Roanoke Times Copyright (c) 1995, Landmark Communications, Inc. DATE: WEDNESDAY, March 28, 1990 TAG: 9003280540 SECTION: VIRGINIA PAGE: B4 EDITION: EVENING SOURCE: Associated Press DATELINE: NORFOLK LENGTH: Medium
The tiny plastic device attracts lovesick male ticks and almost always seals their fate.
The pellet, just an eighth of an inch long, is the creation of Daniel Sonenshine, who says it could be a new, cheaper and more effective method of tick control for livestock. Sonenshine said the pellets would be on the market, after further testing, by 1995.
Sonenshine, who received a patent for the device last year, has tested them on dozens of rabbits and four calves, gluing up to hundreds on each animal. No tick lived to tell the tale.

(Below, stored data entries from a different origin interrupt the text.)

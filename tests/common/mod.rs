//! Stub providers shared by the integration tests.

#![allow(dead_code)]

use anyhow::{bail, Result};
use async_trait::async_trait;
use resume_search::embedding::Embedder;
use resume_search::progress::{IngestProgressEvent, IngestProgressReporter};
use serde_json::{json, Value};
use std::sync::Mutex;

pub const DIMS: usize = 32;

/// Deterministic bag-of-words embedder: each lowercase token adds 1.0 to
/// the bucket picked by the sum of its bytes.
pub struct BagOfWordsEmbedder;

pub fn bag_of_words(text: &str) -> Vec<f32> {
    let mut v = vec![0.0f32; DIMS];
    for token in text
        .split(|c: char| !c.is_alphanumeric())
        .filter(|t| !t.is_empty())
    {
        let bucket = token
            .to_lowercase()
            .bytes()
            .map(|b| b as usize)
            .sum::<usize>()
            % DIMS;
        v[bucket] += 1.0;
    }
    v
}

#[async_trait]
impl Embedder for BagOfWordsEmbedder {
    fn model_name(&self) -> &str {
        "bag-of-words"
    }
    fn dims(&self) -> usize {
        DIMS
    }
    async fn embed_texts(&self, texts: &[String]) -> Result<Vec<Vec<f32>>> {
        Ok(texts.iter().map(|t| bag_of_words(t)).collect())
    }
}

/// Fails any text containing `marker`, embeds the rest like
/// [`BagOfWordsEmbedder`].
pub struct FailingEmbedder {
    pub marker: String,
}

#[async_trait]
impl Embedder for FailingEmbedder {
    fn model_name(&self) -> &str {
        "failing"
    }
    fn dims(&self) -> usize {
        DIMS
    }
    async fn embed_texts(&self, texts: &[String]) -> Result<Vec<Vec<f32>>> {
        if texts.iter().any(|t| t.contains(&self.marker)) {
            bail!("503 Service Unavailable");
        }
        Ok(texts.iter().map(|t| bag_of_words(t)).collect())
    }
}

/// Always fails, like an unreachable provider.
pub struct DownEmbedder;

#[async_trait]
impl Embedder for DownEmbedder {
    fn model_name(&self) -> &str {
        "down"
    }
    fn dims(&self) -> usize {
        DIMS
    }
    async fn embed_texts(&self, _texts: &[String]) -> Result<Vec<Vec<f32>>> {
        bail!("connection refused")
    }
}

/// Collects progress events for assertions.
#[derive(Default)]
pub struct RecordingProgress {
    pub events: Mutex<Vec<IngestProgressEvent>>,
}

impl IngestProgressReporter for RecordingProgress {
    fn report(&self, event: IngestProgressEvent) {
        self.events.lock().unwrap().push(event);
    }
}

pub fn nurse_resume() -> Value {
    json!({
        "full_name": "Jane Doe",
        "summary": "Registered nurse with ten years of intensive care experience",
        "skills": [{"name": "Triage"}, {"name": {"value": "Ventilator management"}}],
        "work_experience": [
            {"job_title": "Nurse", "employer": "City Hospital", "description": "ICU care"}
        ],
        "education": [{"degree": "BSN", "institution": "State University"}]
    })
}

pub fn welder_resume() -> Value {
    json!({
        "full_name": "Sam Ortiz",
        "summary": "Certified welder for pipelines and structural steel",
        "skills": [{"name": "TIG welding"}, {"name": "Blueprint reading"}],
        "work_experience": [
            {"job_title": "Welder", "employer": "Gulf Fabrication"}
        ],
        "certifications": [{"name": "AWS D1.1"}]
    })
}

pub fn accountant_resume() -> Value {
    json!({
        "full_name": "Priya Raman",
        "summary": "Accountant focused on audits and tax filings",
        "skills": ["Excel", {"name": "QuickBooks"}],
        "education": [{"degree": "BCom", "institution": "Delhi University"}]
    })
}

"We tried it on rabbits, and we killed all the [tick] males in 30 minutes," said Sonenshine, a professor of biological sciences at ODU. "We tried it on cows and we killed all the males in over an hour."
The device, said Sonenshine, is "not dependent on visual clues; it's dependent on chemical clues." The oval-shaped pellets are coated with synthetically made pheromones, chemicals emitted by the female to attract a sexual partner.
The male ticks, overwhelmed by the aphrodisiac, mount the pellets, which then release a lethal dose of pesticide.
Sonenshine's laboratory is teeming with tens of thousands of ticks housed in covered beakers. Sonenshine has spent 30 years studying the insects.
He has researched the spread of Rocky Mountain spotted fever, a tick-borne disease causing fever in humans, and has injected ticks with radioactive material to track their migration. The tick terminator, which Sonenshine describes as his first purely practical project, grew out of recent research on pheromones.
"It became obvious that these little pests are driven by chemicals," he said. "All the communication between them is by these chemicals." Ticks emit pheromones not only to initiate sexual encounters, but also to alert one another to food sources, he said.
Tick-borne diseases like cattle fever - which produces malaria-like symptoms - cost ranchers and farmers around the world $7 billion to $9 billion annually, Sonenshine said.
Currently, he said, livestock are usually sprayed with pesticide or given pesticide baths to ward off ticks. But Sonenshine said his method would provide advantages over those techniques.
For one, it would be cheaper. The spray and bathing techniques must be performed weekly, but the pellets would not need to be replaced for more than a month.
The pellet, he said, also would be more effective in killing ticks. Unlike the other methods, it would attract more to the pesticide using the pheromones and would disrupt their reproductive cycle.